Activation of peroxymonosulfate by MnO2 with oxygen vacancies: Degradation of organic compounds by electron transfer nonradical mechanism

Recently, ecofriendly and low toxicity manganese-based materials are receiving increased attention for the activation of peroxymonosulfate (PMS). The surface property of manganese-based materials has strong effect on its activation performance. In this study, MnO2 with differing levels of oxygen vacancies (V-o-MnO2) were prepared and used for PMS activation. The effects of oxygen vacancies (V-o), activator dosage, PMS concentration, and the initial pH on para-chloroaniline (PCA) degradation were studied. In these studies, V-o-MnO2 showed good stability and reusability for PMS activation. In addition, a series of experiments revealed the PMS activation mechanism. Interestingly, center dot OH, SO4 center dot--and O-1(2) were not primarily responsible for PCA degradation. PCA was degraded by the reactive complex formed by PMS and V-o-MnO2. Based on the characterization results and DFT calculations, the introduction of V-o in MnO2 changed the charge distribution of Mn atoms and enhanced PMS adsorption. This is more favorable to form the reactive complex in electron transfer mechanism.
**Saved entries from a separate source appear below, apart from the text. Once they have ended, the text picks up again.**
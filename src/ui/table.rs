use tabled::{settings::Style, Table, Tabled};

use crate::site::Site;

#[derive(Tabled)]
pub struct TableRow {
    #[tabled(rename = "Metric")]
    pub metric: String,
    #[tabled(rename = "Value")]
    pub value: String,
}

#[derive(Tabled)]
pub struct SiteRow {
    #[tabled(rename = "ID")]
    pub id: String,
    #[tabled(rename = "Name")]
    pub name: String,
    #[tabled(rename = "Region")]
    pub region: String,
    #[tabled(rename = "Religion")]
    pub religion: String,
    #[tabled(rename = "Founded")]
    pub founded: String,
    #[tabled(rename = "Heritage")]
    pub heritage: String,
}

impl From<&Site> for SiteRow {
    fn from(site: &Site) -> Self {
        let text = |v: &Option<String>| v.clone().unwrap_or_else(|| "-".to_string());
        Self {
            id: site.id.clone(),
            name: text(&site.name),
            region: text(&site.region),
            religion: text(&site.religion),
            founded: site
                .founding_year
                .map(|y| y.to_string())
                .unwrap_or_else(|| "-".to_string()),
            heritage: match (site.is_heritage, &site.heritage_code) {
                (true, Some(code)) => code.clone(),
                (true, None) => "yes".to_string(),
                (false, _) => String::new(),
            },
        }
    }
}

#[derive(Default)]
pub struct TableBuilder {
    rows: Vec<TableRow>,
}

impl TableBuilder {
    pub fn new() -> Self {
        Self::default()
    }

    pub fn add_row(&mut self, label: &str, value: &str) {
        self.rows.push(TableRow {
            metric: label.to_string(),
            value: value.to_string(),
        });
    }

    pub fn build(&self) -> String {
        if self.rows.is_empty() {
            return String::new();
        }

        Table::new(&self.rows).with(Style::rounded()).to_string()
    }
}

pub fn stats_table(stats: &[(&str, &str)]) -> String {
    let mut builder = TableBuilder::new();
    for (label, value) in stats {
        builder.add_row(label, value);
    }
    builder.build()
}

pub fn sites_table(sites: &[Site]) -> String {
    if sites.is_empty() {
        return String::new();
    }
    let rows: Vec<SiteRow> = sites.iter().map(SiteRow::from).collect();
    Table::new(rows).with(Style::rounded()).to_string()
}

#[cfg(test)]
mod tests {
    use super::*;

    #[test]
    fn test_sites_table_lists_every_site() {
        let mut katedral = Site::new("GerejaKatedral", "GEREJA KATEDRAL JAKARTA");
        katedral.is_heritage = true;
        katedral.heritage_code = Some("KB000123".to_string());
        let table = sites_table(&[katedral, Site::new("PuraAdityaJaya", "PURA ADITYA JAYA")]);

        assert!(table.contains("GerejaKatedral"));
        assert!(table.contains("KB000123"));
        assert!(table.contains("PuraAdityaJaya"));
        assert!(sites_table(&[]).is_empty());
    }

    #[test]
    fn test_stats_table() {
        let table = stats_table(&[("Sites", "6"), ("Heritage", "4")]);
        assert!(table.contains("Metric"));
        assert!(table.contains("Heritage"));
    }
}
Besides, V-o increases the Mn3+ content in MnO2, which enhances oxidation ability of reactive complex and the efficiency of electron transfer. The degradation efficiency of pollutants in the V-o-MnO2/PMS system has been improved significantly. This study highlights the pivotal roles of V-o in electron transfer mechanism and provides a new method for the practical application in wastewater treatment.

Automated summary

Recent studies have shown that the introduction of oxygen vacancies in MnO2 materials can greatly enhance the adsorption capacity of the material for PMS, leading to the formation of more favorable reactive complexes in the electron transfer mechanism. Additionally, the V-o-MnO2/PMS system has significantly improved the degradation efficiency of pollutants, highlighting the important role of oxygen vacancies in the electron transfer mechanism and providing a new method for practical application in wastewater treatment.